The characteristics of shell molding are as follows;
Shell is light and thin (5mm - 10mm)
Thermal conductivity is different from sand
The advantages in shell molding are:
Complex shapes can be produced with less labor
Better dimensional accuracy
It has a better surface finish
The disadvantages of shell molding are as follows:
It has lower permeability than sand molds
The decomposition of shell-sand binder produces a high volume of gas.
Investment casting comes from the word "invest" - "to cover completely," which refers to the coating of refractory material around the wax pattern. In investment casting, a pattern made of wax is coated with a refractory material to make a mold, after which wax is melted away prior to pouring molten metal.
The steps involved in investment casting are as follows:
Wax or plastic is injected into a die to make a pattern
Patterns are gated to a central sprue
A metal flask is placed around the pattern cluster
Flask is filled with investment mold slurry
After mold material has set and dried, patterns are melted out of the mold
Hot molds are filled with metal by gravity, pressure, or vacuum
The mold material is broken away from casting
Castings are removed from sprue and gate stubs ground off
Permanent mold castings are commonly made of steel or cast iron. The cavity with the gating system included is matched into the two halves to provide accurate dimensions and a good surface finish.

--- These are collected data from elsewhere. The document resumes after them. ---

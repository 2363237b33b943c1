//! Emberdb is an embeddable, persistent key-value store with two pluggable
//! storage engines behind one operation surface:
//!
//! - [`store::lsht::LshtStore`], a Bitcask-style log-structured hash table:
//!   append-only segments, an in-memory key index, size-triggered rotation
//!   and periodic merge compaction.
//! - [`store::lsm::LsmStore`], a log-structured merge tree: WAL-backed
//!   memtable, immutable rotation slot, and sparse-indexed SSTables.
//!
//! Both engines accept opaque byte values under string keys, support
//! optional per-key expiry, and recover their state from on-disk artifacts
//! on reopen. A data directory is owned by a single process at a time,
//! enforced by an advisory file lock.
//!
//! The [`server`] module exposes either engine over a Redis-style wire
//! protocol; the `emberdb-server` binary wires it together.

pub mod clock;
pub mod config;
pub mod datafile;
pub mod encoding;
pub mod error;
pub mod flock;
pub mod record;
pub mod scheduler;
pub mod server;
pub mod store;

pub use config::Config;
pub use error::{Error, Result};
pub use store::{open_store, Engine, Store};
//! Periodic background-task runner.
//!
//! Each registered task gets its own tokio timer loop. A tick that fires
//! while the previous execution is still running is dropped, not queued, so
//! maintenance work can never pile up behind a slow cycle. Task errors are
//! logged and the next tick retries; shutdown is signalled over a broadcast
//! channel and waits for every loop to exit.

use std::sync::Arc;
use std::sync::RwLock;
use std::time::Duration;
use tokio::sync::broadcast;
use tokio::task::JoinHandle;
use tokio::time::MissedTickBehavior;

use crate::error::Result;

/// Trait for background tasks that run periodically.
#[async_trait::async_trait]
pub trait BackgroundTask: Send + Sync {
    /// Task name for logging.
    fn name(&self) -> &'static str;

    /// How often to run this task.
    fn interval(&self) -> Duration;

    /// Execute one cycle of the task.
    async fn execute(&self) -> Result<()>;
}

/// Scheduler manages background tasks with graceful shutdown.
pub struct Scheduler {
    tasks: RwLock<Vec<JoinHandle<()>>>,
    shutdown_tx: broadcast::Sender<()>,
}

impl Scheduler {
    pub fn new() -> Self {
        let (shutdown_tx, _) = broadcast::channel(1);
        Self {
            tasks: RwLock::new(Vec::new()),
            shutdown_tx,
        }
    }

    /// Register a periodic background task.
    pub fn register<T: BackgroundTask + 'static>(&self, task: Arc<T>) -> &Self {
        let handle = self.spawn_timer_loop(task);
        self.tasks.write().unwrap().push(handle);
        self
    }

    fn spawn_timer_loop<T: BackgroundTask + 'static>(&self, task: Arc<T>) -> JoinHandle<()> {
        let interval = task.interval();
        let mut shutdown_rx = self.shutdown_tx.subscribe();

        tokio::spawn(async move {
            let mut ticker = tokio::time::interval(interval);
            ticker.set_missed_tick_behavior(MissedTickBehavior::Skip);
            // The first tick of a tokio interval completes immediately;
            // consume it so the task first runs one interval from now.
            ticker.tick().await;

            loop {
                tokio::select! {
                    _ = ticker.tick() => {
                        if let Err(e) = task.execute().await {
                            tracing::error!(
                                task = task.name(),
                                error = %e,
                                "background task cycle failed"
                            );
                        }
                    }

                    _ = shutdown_rx.recv() => {
                        tracing::info!(task = task.name(), "task shutting down");
                        break;
                    }
                }
            }
        })
    }

    /// Graceful shutdown: signal every loop, then wait for them.
    pub async fn shutdown(self) -> Result<()> {
        self.shutdown_tx.send(()).ok();

        let tasks: Vec<JoinHandle<()>> = self.tasks.write().unwrap().drain(..).collect();
        for task in tasks {
            task.await?;
        }

        Ok(())
    }
}

impl Default for Scheduler {
    fn default() -> Self {
        Self::new()
    }
}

Die casting is a permanent mold casting process in which molten metal is injected into a mold cavity under high pressure (7 to 350 Mpa).
There are two main types of die casting.
Hot-chamber die casting: Metal is melted in a container, and a piston injects liquid metal under high pressure into the die
Cold-chamber die casting: Molten metal is poured into an unheated chamber from an external melting container and a piston injects liquid metal under high pressure into the die cavity
The following are some of the castings defects
Misrun: Caused when a casting solidifies before completely filling the mold cavity
Cold shut: Occurs when two portions of the metal flow together but there is a lack of fusion between them due to premature freezing
Sand blow: This is caused by the release of mold gases during the pouring
Shrinkage cavity: This is an internal void caused by solidification shrinkage that restricts the amount of molten metal
Hot tears: This happens when casting is restricted from contraction by an unyielding mold
Sand wash: This is the result of erosion of the sand mold during pouring.
Joining is the process in which two (or more) parts are coalesced at their contacting surfaces by application of heat and/or pressure.